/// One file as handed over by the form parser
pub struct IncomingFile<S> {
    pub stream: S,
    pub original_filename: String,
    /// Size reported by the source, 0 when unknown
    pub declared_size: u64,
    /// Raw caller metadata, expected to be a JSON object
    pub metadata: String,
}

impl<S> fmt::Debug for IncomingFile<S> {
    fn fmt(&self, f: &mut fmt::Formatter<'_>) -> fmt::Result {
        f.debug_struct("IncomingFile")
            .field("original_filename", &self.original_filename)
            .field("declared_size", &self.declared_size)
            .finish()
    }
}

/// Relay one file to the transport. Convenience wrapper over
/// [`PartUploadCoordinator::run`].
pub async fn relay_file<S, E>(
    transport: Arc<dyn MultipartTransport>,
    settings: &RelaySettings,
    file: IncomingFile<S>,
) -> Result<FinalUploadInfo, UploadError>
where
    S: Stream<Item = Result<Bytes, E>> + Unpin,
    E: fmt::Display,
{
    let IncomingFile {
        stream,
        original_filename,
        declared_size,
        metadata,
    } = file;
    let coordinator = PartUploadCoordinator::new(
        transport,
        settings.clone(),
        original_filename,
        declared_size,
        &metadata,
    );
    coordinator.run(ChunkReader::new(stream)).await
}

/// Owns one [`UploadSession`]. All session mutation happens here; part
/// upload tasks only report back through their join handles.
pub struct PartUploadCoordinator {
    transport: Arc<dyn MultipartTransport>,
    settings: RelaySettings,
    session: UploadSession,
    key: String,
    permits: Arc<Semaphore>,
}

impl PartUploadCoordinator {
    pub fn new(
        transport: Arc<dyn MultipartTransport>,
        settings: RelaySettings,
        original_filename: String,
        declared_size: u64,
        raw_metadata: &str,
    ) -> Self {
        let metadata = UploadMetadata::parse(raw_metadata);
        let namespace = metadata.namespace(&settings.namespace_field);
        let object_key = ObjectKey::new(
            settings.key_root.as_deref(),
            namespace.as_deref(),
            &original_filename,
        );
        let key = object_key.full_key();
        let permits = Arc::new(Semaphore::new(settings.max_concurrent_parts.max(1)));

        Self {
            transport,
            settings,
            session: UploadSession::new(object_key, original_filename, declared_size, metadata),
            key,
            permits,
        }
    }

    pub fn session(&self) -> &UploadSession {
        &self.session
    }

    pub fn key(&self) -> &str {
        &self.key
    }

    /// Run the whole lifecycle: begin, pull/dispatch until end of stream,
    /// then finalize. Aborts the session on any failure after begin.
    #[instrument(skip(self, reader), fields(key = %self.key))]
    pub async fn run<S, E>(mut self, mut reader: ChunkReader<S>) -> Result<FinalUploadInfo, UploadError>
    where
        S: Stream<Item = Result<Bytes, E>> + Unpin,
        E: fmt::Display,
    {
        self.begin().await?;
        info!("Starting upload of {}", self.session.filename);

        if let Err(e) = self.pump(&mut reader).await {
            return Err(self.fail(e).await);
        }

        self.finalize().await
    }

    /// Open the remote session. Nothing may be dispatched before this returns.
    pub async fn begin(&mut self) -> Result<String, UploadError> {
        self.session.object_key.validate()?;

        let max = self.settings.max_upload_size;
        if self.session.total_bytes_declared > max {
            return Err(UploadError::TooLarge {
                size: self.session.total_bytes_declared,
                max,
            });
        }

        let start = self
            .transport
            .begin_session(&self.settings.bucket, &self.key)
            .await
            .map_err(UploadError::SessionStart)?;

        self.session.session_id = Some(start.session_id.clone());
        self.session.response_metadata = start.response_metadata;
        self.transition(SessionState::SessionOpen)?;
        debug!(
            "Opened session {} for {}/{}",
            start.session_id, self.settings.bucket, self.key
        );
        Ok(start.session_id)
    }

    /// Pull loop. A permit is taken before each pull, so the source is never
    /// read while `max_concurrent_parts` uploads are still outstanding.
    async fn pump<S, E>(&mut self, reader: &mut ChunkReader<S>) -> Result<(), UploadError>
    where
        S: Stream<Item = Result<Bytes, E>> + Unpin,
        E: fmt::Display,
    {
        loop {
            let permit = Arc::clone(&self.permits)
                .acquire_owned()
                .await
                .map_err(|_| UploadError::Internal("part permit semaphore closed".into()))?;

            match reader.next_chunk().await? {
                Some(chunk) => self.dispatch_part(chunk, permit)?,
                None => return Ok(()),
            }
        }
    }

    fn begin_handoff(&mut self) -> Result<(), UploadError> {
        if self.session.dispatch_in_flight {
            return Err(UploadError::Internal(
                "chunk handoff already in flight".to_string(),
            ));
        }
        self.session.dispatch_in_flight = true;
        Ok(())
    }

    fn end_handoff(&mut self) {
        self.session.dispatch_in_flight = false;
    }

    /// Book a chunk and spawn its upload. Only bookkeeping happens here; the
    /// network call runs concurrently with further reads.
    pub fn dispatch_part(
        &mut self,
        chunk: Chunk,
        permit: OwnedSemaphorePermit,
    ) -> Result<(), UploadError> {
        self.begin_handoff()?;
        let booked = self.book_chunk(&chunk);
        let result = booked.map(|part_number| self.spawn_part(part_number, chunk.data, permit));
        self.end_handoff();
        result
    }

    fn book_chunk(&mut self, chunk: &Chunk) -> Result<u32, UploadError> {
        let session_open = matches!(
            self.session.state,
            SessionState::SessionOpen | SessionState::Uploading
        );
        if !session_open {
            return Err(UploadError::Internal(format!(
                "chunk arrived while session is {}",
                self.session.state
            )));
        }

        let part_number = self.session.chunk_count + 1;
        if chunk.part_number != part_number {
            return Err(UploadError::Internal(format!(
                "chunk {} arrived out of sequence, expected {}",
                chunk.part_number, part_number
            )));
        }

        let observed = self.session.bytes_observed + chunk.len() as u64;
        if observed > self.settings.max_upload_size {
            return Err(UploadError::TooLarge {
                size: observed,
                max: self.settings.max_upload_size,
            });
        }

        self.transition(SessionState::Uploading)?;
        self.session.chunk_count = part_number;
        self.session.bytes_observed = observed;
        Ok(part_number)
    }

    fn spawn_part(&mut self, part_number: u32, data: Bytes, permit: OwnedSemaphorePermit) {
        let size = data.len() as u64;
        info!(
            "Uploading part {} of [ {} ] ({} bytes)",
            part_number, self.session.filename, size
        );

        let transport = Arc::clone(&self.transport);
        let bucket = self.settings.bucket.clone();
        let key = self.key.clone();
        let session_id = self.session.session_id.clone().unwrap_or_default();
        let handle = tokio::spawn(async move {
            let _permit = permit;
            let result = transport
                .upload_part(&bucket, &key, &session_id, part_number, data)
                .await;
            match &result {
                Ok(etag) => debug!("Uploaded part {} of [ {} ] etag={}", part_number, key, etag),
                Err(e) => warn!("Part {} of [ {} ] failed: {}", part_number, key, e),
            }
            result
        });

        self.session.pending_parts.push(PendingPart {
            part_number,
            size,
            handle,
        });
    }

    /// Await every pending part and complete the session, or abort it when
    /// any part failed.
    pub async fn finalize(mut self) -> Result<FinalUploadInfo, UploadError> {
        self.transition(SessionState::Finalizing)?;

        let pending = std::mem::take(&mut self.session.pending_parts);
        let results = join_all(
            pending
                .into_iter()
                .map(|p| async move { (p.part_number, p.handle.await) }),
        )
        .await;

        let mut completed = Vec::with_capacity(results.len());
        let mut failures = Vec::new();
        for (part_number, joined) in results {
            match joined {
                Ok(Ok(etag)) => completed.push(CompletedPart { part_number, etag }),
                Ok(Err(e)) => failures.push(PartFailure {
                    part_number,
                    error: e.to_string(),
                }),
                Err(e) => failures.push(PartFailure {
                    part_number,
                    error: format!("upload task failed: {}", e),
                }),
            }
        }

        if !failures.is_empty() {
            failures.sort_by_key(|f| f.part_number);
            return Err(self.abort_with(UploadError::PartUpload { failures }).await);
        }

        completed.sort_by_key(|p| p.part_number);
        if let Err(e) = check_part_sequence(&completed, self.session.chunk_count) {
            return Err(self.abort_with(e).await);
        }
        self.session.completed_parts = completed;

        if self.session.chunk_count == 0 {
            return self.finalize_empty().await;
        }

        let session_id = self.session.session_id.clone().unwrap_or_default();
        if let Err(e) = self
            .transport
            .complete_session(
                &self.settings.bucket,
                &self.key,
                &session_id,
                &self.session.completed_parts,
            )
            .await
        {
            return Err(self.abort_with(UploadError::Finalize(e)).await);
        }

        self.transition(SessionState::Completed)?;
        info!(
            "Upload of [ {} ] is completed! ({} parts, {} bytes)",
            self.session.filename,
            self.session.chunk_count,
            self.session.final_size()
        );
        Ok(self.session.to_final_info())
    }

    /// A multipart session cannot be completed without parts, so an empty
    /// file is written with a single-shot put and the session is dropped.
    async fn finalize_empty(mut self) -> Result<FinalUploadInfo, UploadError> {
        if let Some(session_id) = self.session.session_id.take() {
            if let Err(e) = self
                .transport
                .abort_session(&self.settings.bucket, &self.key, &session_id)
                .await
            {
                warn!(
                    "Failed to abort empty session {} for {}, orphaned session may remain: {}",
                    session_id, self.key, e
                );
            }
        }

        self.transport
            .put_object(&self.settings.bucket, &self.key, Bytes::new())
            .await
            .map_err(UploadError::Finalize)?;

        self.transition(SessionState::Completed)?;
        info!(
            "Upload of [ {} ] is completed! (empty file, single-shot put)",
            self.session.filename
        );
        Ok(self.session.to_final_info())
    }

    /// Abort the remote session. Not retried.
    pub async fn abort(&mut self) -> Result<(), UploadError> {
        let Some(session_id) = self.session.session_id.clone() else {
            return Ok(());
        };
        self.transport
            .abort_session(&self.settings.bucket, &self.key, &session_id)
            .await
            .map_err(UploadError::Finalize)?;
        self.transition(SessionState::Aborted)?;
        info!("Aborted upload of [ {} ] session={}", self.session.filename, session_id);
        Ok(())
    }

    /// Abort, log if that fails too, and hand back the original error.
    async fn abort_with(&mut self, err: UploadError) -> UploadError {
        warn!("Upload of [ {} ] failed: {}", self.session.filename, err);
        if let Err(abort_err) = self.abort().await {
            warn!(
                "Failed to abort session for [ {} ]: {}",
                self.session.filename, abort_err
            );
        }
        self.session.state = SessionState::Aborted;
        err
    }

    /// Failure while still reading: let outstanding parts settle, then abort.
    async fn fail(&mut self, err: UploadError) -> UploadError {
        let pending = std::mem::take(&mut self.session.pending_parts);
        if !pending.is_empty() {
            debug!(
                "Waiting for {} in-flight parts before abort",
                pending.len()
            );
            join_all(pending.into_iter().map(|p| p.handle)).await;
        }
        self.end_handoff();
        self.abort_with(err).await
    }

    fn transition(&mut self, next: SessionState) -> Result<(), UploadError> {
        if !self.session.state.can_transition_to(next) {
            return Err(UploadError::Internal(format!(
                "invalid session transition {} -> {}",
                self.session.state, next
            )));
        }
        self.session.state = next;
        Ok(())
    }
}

++++++++++++++++++++

The problem: Retype, exactly and in full, the lines above from the one containing "Run the whole" through the one containing "self.session.object_key.validate()?;".

Exercise answer:
    /// Run the whole lifecycle: begin, pull/dispatch until end of stream,
    /// then finalize. Aborts the session on any failure after begin.
    #[instrument(skip(self, reader), fields(key = %self.key))]
    pub async fn run<S, E>(mut self, mut reader: ChunkReader<S>) -> Result<FinalUploadInfo, UploadError>
    where
        S: Stream<Item = Result<Bytes, E>> + Unpin,
        E: fmt::Display,
    {
        self.begin().await?;
        info!("Starting upload of {}", self.session.filename);

        if let Err(e) = self.pump(&mut reader).await {
            return Err(self.fail(e).await);
        }

        self.finalize().await
    }

    /// Open the remote session. Nothing may be dispatched before this returns.
    pub async fn begin(&mut self) -> Result<String, UploadError> {
        self.session.object_key.validate()?;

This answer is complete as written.